I was genuinely quite shocked to find just how little evidence there is for the medical use of cannabis oil or marijuana to treat anything. It certainly does not cure cancer. There is a summary of the systematic reviews and meta-analyses on it at the Science-Based Medicine blog from Steve Novella (link). Yes, there are some good early results in a very limited range of medical conditions. It is very clear, however, that the claims for the benefits massively outstrip the evidence for those claims. I really was quite surprised at the lack of evidence to support its medical use (and I know I am probably going to get anecdotes in the comments below about how it worked or me … blah, blah, blah. Please do not waste your time posting a comment about that as it won’t be approved. Suggest you read this instead: But, but … it worked for me).

Back to its use for plantar fasciitis. There is no evidence that it helps (anecdotes are not evidence). There is no pathophysiological mechanism by which it could help. Plantar fasciitis is a mechanical problem. Pharmacological interventions (eg cannabis oil) do not help mechanical problems and only may mask the symptoms (which is not always necessarily a bad thing). The only way that cannabis oil could help plantar fasciitis is by helping those with a chronic pain problem feel better about themselves. It is not a treatment for plantar fasciitis.

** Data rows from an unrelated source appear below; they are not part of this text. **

#[cfg(test)]
mod tests {
    use super::*;
    use crate::keyword::Keyword;

    fn kinds(source: &str) -> Vec<TokenKind> {
        scan(source).into_iter().map(|t| t.kind).collect()
    }

    fn lexemes(source: &str) -> Vec<String> {
        scan(source).into_iter().map(|t| t.lexeme).collect()
    }

    #[test]
    fn test_rules_cover_every_variant_once() {
        for (i, rule) in RULES.iter().enumerate() {
            assert!(!RULES[i + 1..].contains(rule), "{rule:?} listed twice");
        }
    }

    #[test]
    fn test_scan_simple_tokens() {
        assert_eq!(
            kinds("( ) { } [ ] ; , :"),
            vec![TokenKind::Punctuation; 9]
        );
    }

    #[test]
    fn test_multi_char_operators() {
        assert_eq!(
            lexemes("<< >> <= >= == != ++ -- **"),
            vec!["<<", ">>", "<=", ">=", "==", "!=", "++", "--", "**"]
        );
        assert!(kinds("<< >> <= >= == != ++ -- **")
            .iter()
            .all(|&k| k == TokenKind::Operator));
    }

    #[test]
    fn test_unlisted_pairs_split() {
        // `&&`, `||`, `+=` are not two-character operators in this dialect.
        assert_eq!(lexemes("&& || +="), vec!["&", "&", "|", "|", "+", "="]);
    }

    #[test]
    fn test_greedy_pairing_left_to_right() {
        assert_eq!(lexemes("a<<=b"), vec!["a", "<<", "=", "b"]);
        assert_eq!(lexemes("***"), vec!["**", "*"]);
        assert_eq!(lexemes("x--->y"), vec!["x", "--", "->", "y"]);
    }

    #[test]
    fn test_scan_identifier_and_keyword() {
        let tokens = scan("int x = 42;");
        assert_eq!(tokens[0].kind, TokenKind::Keyword(Keyword::Int));
        assert_eq!(tokens[1].kind, TokenKind::Identifier);
        assert_eq!(tokens[1].lexeme, "x");
        assert_eq!(tokens[2].kind, TokenKind::Operator);
        assert_eq!(tokens[3].kind, TokenKind::Number);
        assert_eq!(tokens[3].lexeme, "42");
        assert_eq!(tokens[4].kind, TokenKind::Punctuation);
        assert_eq!(tokens.len(), 5);
    }

    #[test]
    fn test_number_digits_and_dots() {
        assert_eq!(lexemes("3.14 1.2.3 0xFF"), vec!["3.14", "1.2.3", "0", "xFF"]);
        assert_eq!(
            kinds("0xFF"),
            vec![TokenKind::Number, TokenKind::Identifier]
        );
        // A leading dot is member access, not part of the number.
        assert_eq!(lexemes(".5"), vec![".", "5"]);
    }

    #[test]
    fn test_extended_numbers() {
        let options = ScanOptions {
            extended_numbers: true,
            ..ScanOptions::default()
        };
        let tokens = Scanner::with_options("0xFF 1.5e-3 2E+8 10u 3.0f x-1", options).scan();
        let lexemes: Vec<_> = tokens.iter().map(|t| t.lexeme.as_str()).collect();
        assert_eq!(
            lexemes,
            vec!["0xFF", "1.5e-3", "2E+8", "10u", "3.0f", "x", "-", "1"]
        );
        assert_eq!(tokens[0].kind, TokenKind::Number);
        assert_eq!(tokens[1].kind, TokenKind::Number);
    }

    #[test]
    fn test_extended_exponent_needs_digit_after_sign() {
        let options = ScanOptions {
            extended_numbers: true,
            ..ScanOptions::default()
        };
        let lexemes: Vec<_> = Scanner::with_options("1e-x 0xE-1", options)
            .map(|t| t.lexeme)
            .collect();
        assert_eq!(lexemes, vec!["1e", "-", "x", "0xE", "-", "1"]);
    }

    #[test]
    fn test_member_access_refinement() {
        let options = ScanOptions {
            member_access_kinds: true,
            ..ScanOptions::default()
        };
        let kinds: Vec<_> = Scanner::with_options("a->b.c", options)
            .map(|t| t.kind)
            .collect();
        assert_eq!(
            kinds,
            vec![
                TokenKind::Identifier,
                TokenKind::ArrowAccess,
                TokenKind::Identifier,
                TokenKind::DotAccess,
                TokenKind::Identifier,
            ]
        );
    }

    #[test]
    fn test_directive_stops_before_newline() {
        let tokens = scan("#include <vector>\r\nint");
        assert_eq!(tokens[0].kind, TokenKind::Directive);
        assert_eq!(tokens[0].lexeme, "#include <vector>\r");
        assert_eq!(tokens[1].kind, TokenKind::Keyword(Keyword::Int));
    }

    #[test]
    fn test_directive_wins_over_everything_on_its_line() {
        let tokens = scan("#define X /* not a comment */ \"s\"");
        assert_eq!(tokens.len(), 1);
        assert_eq!(tokens[0].kind, TokenKind::Directive);
    }

    #[test]
    fn test_block_comment_does_not_nest() {
        assert_eq!(
            lexemes("/* a /* b */ c */"),
            vec!["/* a /* b */", "c", "*", "/"]
        );
    }

    #[test]
    fn test_block_comment_opener_is_not_closer() {
        let tokens = scan("/*/");
        assert_eq!(tokens.len(), 1);
        assert_eq!(tokens[0].kind, TokenKind::BlockComment);
        assert_eq!(tokens[0].lexeme, "/*/");
    }

    #[test]
    fn test_escaped_backslash_closes_literal() {
        assert_eq!(lexemes(r#""a\\" x"#), vec![r#""a\\""#, "x"]);
        assert_eq!(kinds(r"'\''"), vec![TokenKind::CharLiteral]);
    }

    #[test]
    fn test_non_ascii_is_one_unknown_per_char() {
        let tokens = scan("é€");
        assert_eq!(tokens.len(), 2);
        assert_eq!(tokens[0].kind, TokenKind::Unknown);
        assert_eq!(tokens[0].lexeme, "é");
        assert_eq!(tokens[1].lexeme, "€");
    }

    #[test]
    fn test_non_ascii_inside_string_literal() {
        let tokens = scan("\"héllo\\é\" x");
        assert_eq!(tokens[0].kind, TokenKind::StringLiteral);
        assert_eq!(tokens[0].lexeme, "\"héllo\\é\"");
        assert_eq!(tokens[1].lexeme, "x");
    }

    #[test]
    fn test_spans_track_byte_offsets() {
        let tokens = scan("  ab ::\n c");
        assert_eq!(tokens[0].span, TextSpan::new(2, 2));
        assert_eq!(tokens[1].span, TextSpan::new(5, 2));
        assert_eq!(tokens[2].span, TextSpan::new(9, 1));
    }

    #[test]
    fn test_next_token_is_incremental() {
        let mut scanner = Scanner::new("a b");
        assert_eq!(scanner.next_token().map(|t| t.lexeme), Some("a".into()));
        assert_eq!(scanner.pos, 1);
        assert_eq!(scanner.next_token().map(|t| t.lexeme), Some("b".into()));
        assert_eq!(scanner.next_token(), None);
        assert_eq!(scanner.next_token(), None);
    }
}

One irony in all this is that those who are mostly advocating the use of cannabis oil, tend to be those into “natural” therapies (another bogus claim to be addressed another time) and tend to advance the argument that the “medical establishment” do not know how to treat the root cause of problems (another bogus claim to be addressed another time) who just use drugs to mask the real problem (another bogus claim to be addressed another time). Is that not exactly what they are doing in advocating cannabis oil for plantar fasciitis?